View SPA2 Monitoring Data

You can view end user response time (EURT) for SPAs in many places in the Controller. The EURT measures the time from when the user navigates to a virtual page until all resources are downloaded for the page. To learn how the EURT is calculated, see How the End-User Response Time Is Measured.

Browser Snapshots

The Browser Snapshots tab displays a list of different types of pages as shown below. You can view the EURT for all the pages and other metrics for base pages and Ajax requests. 

Snapshot Details: Summary

To get to the Snapshot Details dialog shown below, you double-click one of the browser snapshots in the Browser Snapshots page. The Summary tab is the default tab for the dialog, and it gives some additional information such as the parent page URL. 

Snapshot Details: Resource Details

The Resource Details tab shown below provides details about resources such as the number and type of resources, the domains where the resources were requested, and resource load times.

Pages & AJAX Requests

The Pages & AJAX Requests page as shown below enables you to view the number of requests for each type of page and the average metrics per page. You can also select which page types to view, such as virtual pages.

Page, Ajax, and Iframe Dashboards

From the Pages & AJAX Requests page, you can double-click a page to view the Page and IFrame Dashboards.

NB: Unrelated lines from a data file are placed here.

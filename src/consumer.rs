//! Consumer multiplexer interface.
//!
//! The multiplexer merges every partition the container has subscribed to
//! behind a single `choose` call. The run loop is its only caller.

use async_trait::async_trait;

use crate::envelope::Envelope;

/// Failure surfaced by the multiplexer. Fatal to the run loop.
#[derive(Debug, thiserror::Error)]
#[error("{message}")]
pub struct MuxError {
    pub message: String,
}

impl MuxError {
    pub fn new(message: impl Into<String>) -> Self {
        Self {
            message: message.into(),
        }
    }
}

/// Shared fetch source across all subscribed partitions.
#[async_trait]
pub trait ConsumerMux: Send + Sync {
    /// Returns the next available envelope, or `None` when nothing is
    /// available. With `block` set, the implementation may wait a bounded
    /// time for a message before giving up. Called only from the run loop
    /// task.
    async fn choose(&self, block: bool) -> Result<Option<Envelope>, MuxError>;
}
//! The container's message run loop.
//!
//! One async task coordinates everything: it pulls envelopes from the
//! consumer multiplexer, routes them to the owning task worker (fanning
//! end-of-stream and watermark sentinels out to every key bucket of their
//! partition), dispatches with bounded in-flight concurrency, fires window
//! and commit timers, and exits when every worker has finished or the
//! first one fails.
//!
//! Task `process` handlers may finish their work on any thread; completion
//! comes back over an mpsc channel, which also wakes the loop out of its
//! idle parking.

use std::collections::{HashMap, HashSet};
use std::sync::Arc;
use std::time::{Duration, Instant};

use tokio::sync::watch;
use tracing::{debug, error, info, warn};

use crate::callback::{
    CallbackOutcome, CompletionReceiver, completion_channel,
};
use crate::consumer::{ConsumerMux, MuxError};
use crate::coordinator::{RequestScope, TaskRequests};
use crate::envelope::Envelope;
use crate::metrics::ContainerMetrics;
use crate::offsets::OffsetError;
use crate::partition::{PartitionId, TaskName};
use crate::task::{StreamTask, TaskError};
use crate::worker::TaskWorker;

/// Supplier of the current time in milliseconds. Injected so schedules
/// and timeouts are testable without waiting on a wall clock.
pub type Clock = Arc<dyn Fn() -> i64 + Send + Sync>;

/// The default clock: wall time as epoch milliseconds.
pub fn wall_clock() -> Clock {
    use std::time::{SystemTime, UNIX_EPOCH};
    Arc::new(|| {
        SystemTime::now()
            .duration_since(UNIX_EPOCH)
            .map(|elapsed| elapsed.as_millis() as i64)
            .unwrap_or(0)
    })
}

#[derive(Debug, thiserror::Error)]
pub enum RunLoopError {
    #[error("task {task} failed: {source}")]
    Task {
        task: TaskName,
        #[source]
        source: TaskError,
    },
    #[error("callback for task {task} timed out after {timeout_ms} ms")]
    CallbackTimeout { task: TaskName, timeout_ms: i64 },
    #[error(transparent)]
    Mux(#[from] MuxError),
    #[error("offset update for task {task} failed: {source}")]
    Offset {
        task: TaskName,
        #[source]
        source: OffsetError,
    },
}

#[derive(Clone, Debug)]
pub struct RunLoopConfig {
    /// Upper bound on concurrently dispatched messages per task. 1 gives
    /// strict FIFO processing per task.
    pub max_messages_in_flight: usize,
    /// Window period for windowable tasks; <= 0 disables windowing.
    pub window_ms: i64,
    /// Periodic commit period; <= 0 disables periodic commits.
    pub commit_ms: i64,
    /// Per-dispatch callback deadline; <= 0 disables the timeout.
    pub callback_timeout_ms: i64,
    /// Upper bound applied by external throttlers; caps idle parking
    /// when positive.
    pub max_throttling_delay_ms: i64,
    /// Maximum time to sit idle (blocked in `choose` or parked) when no
    /// task has ready work.
    pub max_idle_ms: i64,
    /// Allow a commit to overlap the same task's other in-flight
    /// messages.
    pub async_commit: bool,
    /// Key-bucket fan-out factor; 1 disables elasticity.
    pub elasticity_factor: u32,
}

impl Default for RunLoopConfig {
    fn default() -> Self {
        Self {
            max_messages_in_flight: 1,
            window_ms: -1,
            commit_ms: 60_000,
            callback_timeout_ms: -1,
            max_throttling_delay_ms: 0,
            max_idle_ms: 10,
            async_commit: false,
            elasticity_factor: 1,
        }
    }
}

/// Handle for requesting loop termination from outside. Workers drain
/// their in-flight messages before the loop exits.
#[derive(Clone)]
pub struct ShutdownHandle {
    tx: watch::Sender<bool>,
}

impl ShutdownHandle {
    pub fn shutdown(&self) {
        let _ = self.tx.send(true);
    }
}

enum Wake {
    Outcome(CallbackOutcome),
    Pass,
}

pub struct RunLoop {
    workers: HashMap<TaskName, TaskWorker>,
    owners: HashMap<PartitionId, TaskName>,
    consumer: Arc<dyn ConsumerMux>,
    config: RunLoopConfig,
    metrics: Arc<ContainerMetrics>,
    clock: Clock,
    completion_rx: CompletionReceiver,
    shutdown_tx: watch::Sender<bool>,
    shutdown_rx: watch::Receiver<bool>,
    stop_fetching: bool,
}

impl RunLoop {
    pub fn new(
        tasks: HashMap<TaskName, Arc<dyn StreamTask>>,
        consumer: Arc<dyn ConsumerMux>,
        config: RunLoopConfig,
        metrics: Arc<ContainerMetrics>,
        clock: Clock,
    ) -> Self {
        let (completion_tx, completion_rx) = completion_channel();
        let (shutdown_tx, shutdown_rx) = watch::channel(false);
        let now = clock();

        let mut workers = HashMap::new();
        let mut owners: HashMap<PartitionId, TaskName> = HashMap::new();
        for (name, task) in tasks {
            for partition in task.partitions() {
                if let Some(existing) = owners.insert(partition.clone(), name.clone()) {
                    warn!(
                        partition = %partition,
                        first = %existing,
                        second = %name,
                        "partition assigned to more than one task; last assignment wins",
                    );
                }
            }
            let worker = TaskWorker::new(
                name.clone(),
                task,
                completion_tx.clone(),
                Arc::clone(&metrics),
                config.clone(),
                now,
            );
            workers.insert(name, worker);
        }

        Self {
            workers,
            owners,
            consumer,
            config,
            metrics,
            clock,
            completion_rx,
            shutdown_tx,
            shutdown_rx,
            stop_fetching: false,
        }
    }

    /// A handle that interrupts the loop from outside; safe to clone into
    /// signal handlers or supervisors.
    pub fn shutdown_handle(&self) -> ShutdownHandle {
        ShutdownHandle {
            tx: self.shutdown_tx.clone(),
        }
    }

    /// Runs until every task has finished (consensus shutdown) or the
    /// first fatal error. The error of the first failed worker is
    /// returned verbatim.
    pub async fn run(&mut self) -> Result<(), RunLoopError> {
        info!(
            tasks = self.workers.len(),
            max_messages_in_flight = self.config.max_messages_in_flight,
            elasticity_factor = self.config.elasticity_factor,
            "starting run loop",
        );

        loop {
            let now = (self.clock)();
            let mut progressed = self.drain_completions();
            self.fail_fast()?;

            if !self.stop_fetching && *self.shutdown_rx.borrow() {
                info!("shutdown signal received; draining tasks");
                self.stop_fetching = true;
                for worker in self.workers.values_mut() {
                    worker.request_shutdown();
                }
            }

            for worker in self.workers.values_mut() {
                worker.check_timeout(now);
            }
            self.fail_fast()?;

            if !self.stop_fetching {
                progressed |= self.fetch(now).await?;
            }

            for worker in self.workers.values_mut() {
                progressed |= worker.drain_dispatchable(now).await;
            }

            let mut requests: Vec<(TaskName, TaskRequests)> = Vec::new();
            for (name, worker) in self.workers.iter_mut() {
                if let Some(window_requests) = worker.maybe_window(now).await {
                    progressed = true;
                    if !window_requests.is_empty() {
                        requests.push((name.clone(), window_requests));
                    }
                }
            }
            for (name, window_requests) in requests.drain(..) {
                self.apply_requests(&name, window_requests);
            }

            for worker in self.workers.values_mut() {
                progressed |= worker.maybe_commit(now).await;
            }

            for (name, worker) in self.workers.iter_mut() {
                let (advanced, eos_requests) = worker.advance(now).await;
                progressed |= advanced;
                if !eos_requests.is_empty() {
                    requests.push((name.clone(), eos_requests));
                }
            }
            for (name, eos_requests) in requests.drain(..) {
                self.apply_requests(&name, eos_requests);
            }
            self.fail_fast()?;

            if self.workers.values().all(TaskWorker::is_finished) {
                info!("all tasks finished; run loop exiting");
                return Ok(());
            }

            if !progressed {
                self.park(now).await;
            }
        }
    }

    /// Applies every callback outcome already queued. Returns whether any
    /// were applied.
    fn drain_completions(&mut self) -> bool {
        let mut progressed = false;
        while let Ok(outcome) = self.completion_rx.try_recv() {
            progressed = true;
            self.handle_outcome(outcome);
        }
        progressed
    }

    fn handle_outcome(&mut self, outcome: CallbackOutcome) {
        let CallbackOutcome { task, seq, result } = outcome;
        let Some(worker) = self.workers.get_mut(&task) else {
            warn!(task = %task, "callback for unknown task");
            return;
        };
        let requests = worker.apply_outcome(seq, result);
        if !requests.is_empty() {
            self.apply_requests(&task, requests);
        }
    }

    fn apply_requests(&mut self, origin: &TaskName, requests: TaskRequests) {
        if let Some(scope) = requests.commit {
            match scope {
                RequestScope::CurrentTask => {
                    if let Some(worker) = self.workers.get_mut(origin) {
                        worker.request_commit();
                    }
                }
                RequestScope::AllTasksInContainer => {
                    for worker in self.workers.values_mut() {
                        worker.request_commit();
                    }
                }
            }
        }
        if let Some(scope) = requests.shutdown {
            match scope {
                RequestScope::CurrentTask => {
                    if let Some(worker) = self.workers.get_mut(origin) {
                        worker.request_shutdown();
                    }
                }
                RequestScope::AllTasksInContainer => {
                    for worker in self.workers.values_mut() {
                        worker.request_shutdown();
                    }
                }
            }
        }
    }

    /// Surfaces the first recorded worker error. Callbacks already queued
    /// behind an abort are ignored but logged.
    fn fail_fast(&mut self) -> Result<(), RunLoopError> {
        let first_error = self
            .workers
            .values_mut()
            .find_map(TaskWorker::take_error);
        let Some(error) = first_error else {
            return Ok(());
        };
        error!(%error, "aborting run loop");
        while let Ok(outcome) = self.completion_rx.try_recv() {
            debug!(task = %outcome.task, seq = outcome.seq, "ignoring callback after abort");
        }
        Err(error)
    }

    /// One `choose` call against the multiplexer, blocking only when no
    /// task has buffered or in-flight work and no timer is near due.
    async fn fetch(&mut self, now: i64) -> Result<bool, RunLoopError> {
        let block = self.should_block(now);
        let consumer = Arc::clone(&self.consumer);
        let started = Instant::now();

        let chosen = tokio::select! {
            chosen = consumer.choose(block) => chosen?,
            _ = self.shutdown_rx.changed(), if block => None,
        };
        if block {
            self.metrics.record_idle(started.elapsed().as_millis() as u64);
        }

        match chosen {
            Some(envelope) => {
                self.metrics.record_envelope();
                self.route(envelope);
                Ok(true)
            }
            None => Ok(false),
        }
    }

    fn should_block(&self, now: i64) -> bool {
        if !self.workers.values().all(TaskWorker::is_idle) {
            return false;
        }
        match self.next_timer_due(now) {
            Some(due) => due > now + self.config.max_idle_ms.max(0),
            None => true,
        }
    }

    fn next_timer_due(&self, now: i64) -> Option<i64> {
        self.workers
            .values()
            .filter_map(|worker| worker.next_timer_due(now))
            .min()
    }

    /// Delivers an envelope to its owning worker. End-of-stream and
    /// watermark sentinels go to every task owning a key bucket of the
    /// raw stream partition; ordinary envelopes route through the
    /// elasticity function to a single owner. Envelopes for partitions
    /// this container does not own are dropped.
    fn route(&mut self, envelope: Envelope) {
        if envelope.is_end_of_stream() || envelope.is_watermark() {
            let raw = envelope.partition().clone();
            let targets: HashSet<TaskName> = self
                .owners
                .iter()
                .filter(|(partition, _)| partition.same_stream_partition(&raw))
                .map(|(_, name)| name.clone())
                .collect();
            if targets.is_empty() {
                debug!(partition = %raw, "dropping sentinel for unassigned partition");
                return;
            }
            for name in targets {
                if let Some(worker) = self.workers.get_mut(&name) {
                    worker.accept(envelope.clone());
                }
            }
            return;
        }

        let effective = envelope.effective_partition(self.config.elasticity_factor);
        match self.owners.get(&effective) {
            Some(name) => {
                if let Some(worker) = self.workers.get_mut(name) {
                    worker.accept(envelope);
                }
            }
            None => {
                debug!(
                    partition = %effective,
                    offset = ?envelope.offset(),
                    "dropping envelope for unassigned partition",
                );
            }
        }
    }

    /// Parks until a callback completes, a timer comes due, or the idle
    /// bound elapses. Keeps the loop from spinning while work is in
    /// flight elsewhere.
    async fn park(&mut self, now: i64) {
        let mut wait_ms = self.config.max_idle_ms.max(1);
        if let Some(due) = self.next_timer_due(now) {
            wait_ms = wait_ms.min((due - now).max(1));
        }
        if self.config.max_throttling_delay_ms > 0 {
            wait_ms = wait_ms.min(self.config.max_throttling_delay_ms);
        }

        let started = Instant::now();
        let wake = tokio::select! {
            outcome = self.completion_rx.recv() => {
                outcome.map(Wake::Outcome).unwrap_or(Wake::Pass)
            }
            _ = tokio::time::sleep(Duration::from_millis(wait_ms as u64)) => Wake::Pass,
            _ = self.shutdown_rx.changed() => Wake::Pass,
        };
        self.metrics.record_idle(started.elapsed().as_millis() as u64);

        if let Wake::Outcome(outcome) = wake {
            self.handle_outcome(outcome);
        }
    }
}
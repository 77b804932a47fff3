//! Task-facing control token for commit and shutdown requests.
//!
//! A fresh coordinator is minted for every dispatch (`process`, `window`,
//! `end_of_stream`). The task records requests on it, from any thread; the
//! run loop drains the requests once the dispatch's callback has completed
//! (or, for callback-less operations, once the invocation returns). This
//! keeps the task surface free of reentrancy into the loop.

use std::sync::{Arc, Mutex};

/// How far a commit or shutdown request reaches.
#[derive(Clone, Copy, Debug, PartialEq, Eq)]
pub enum RequestScope {
    CurrentTask,
    AllTasksInContainer,
}

impl RequestScope {
    fn widest(a: RequestScope, b: RequestScope) -> RequestScope {
        if a == RequestScope::AllTasksInContainer || b == RequestScope::AllTasksInContainer {
            RequestScope::AllTasksInContainer
        } else {
            RequestScope::CurrentTask
        }
    }
}

/// Requests recorded on a coordinator during one dispatch.
#[derive(Clone, Copy, Debug, Default, PartialEq, Eq)]
pub(crate) struct TaskRequests {
    pub commit: Option<RequestScope>,
    pub shutdown: Option<RequestScope>,
}

impl TaskRequests {
    pub fn is_empty(&self) -> bool {
        self.commit.is_none() && self.shutdown.is_none()
    }
}

/// Control handle passed into a single dispatch.
///
/// Cheap to clone; a task may move it into whatever executor finishes the
/// work. Repeated calls within one dispatch are idempotent, keeping the
/// widest requested scope.
#[derive(Clone)]
pub struct Coordinator {
    requests: Arc<Mutex<TaskRequests>>,
}

impl Coordinator {
    pub(crate) fn new() -> Self {
        Self {
            requests: Arc::new(Mutex::new(TaskRequests::default())),
        }
    }

    /// Requests a commit at the given scope.
    pub fn commit(&self, scope: RequestScope) {
        let mut requests = self.requests.lock().expect("coordinator lock poisoned");
        requests.commit = Some(match requests.commit {
            Some(existing) => RequestScope::widest(existing, scope),
            None => scope,
        });
    }

    /// Requests a shutdown at the given scope.
    pub fn shutdown(&self, scope: RequestScope) {
        let mut requests = self.requests.lock().expect("coordinator lock poisoned");
        requests.shutdown = Some(match requests.shutdown {
            Some(existing) => RequestScope::widest(existing, scope),
            None => scope,
        });
    }

    /// Drains the recorded requests. Called by the run loop exactly when
    /// the owning dispatch has completed.
    pub(crate) fn take_requests(&self) -> TaskRequests {
        let mut requests = self.requests.lock().expect("coordinator lock poisoned");
        std::mem::take(&mut *requests)
    }
}
//! Tracing subscriber initialization.

use tracing_subscriber::EnvFilter;

/// Installs a formatted tracing subscriber honoring `RUST_LOG`, defaulting
/// to `info`. Safe to call more than once; later calls are no-ops.
pub fn init() {
    let filter = EnvFilter::try_from_default_env().unwrap_or_else(|_| EnvFilter::new("info"));
    // Later calls find a subscriber already installed, typically by the
    // host process or a test harness.
    let _ = tracing_subscriber::fmt().with_env_filter(filter).try_init();
}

Dashboards for each page type will have a Summary section displaying the average metrics as well as a Key Performance Times section showing the requests and the metrics on a timeline

The tabs below show the differences in the dashboard for each page type.

Base pages contain timing metrics such as HTML download time, resource fetch time, first-byte time, etc.

Virtual pages provide the resources requested.

Ajax Requests include a more limited set of timing metrics as well as Ajax-specific section for the AJAX Response Download Time and the AJAX Callback Execution Time.

Browser Analyze

From Browser Analyze, you can filter by criteria, such as page types shown in the screenshot below, and configure the fields you want to view.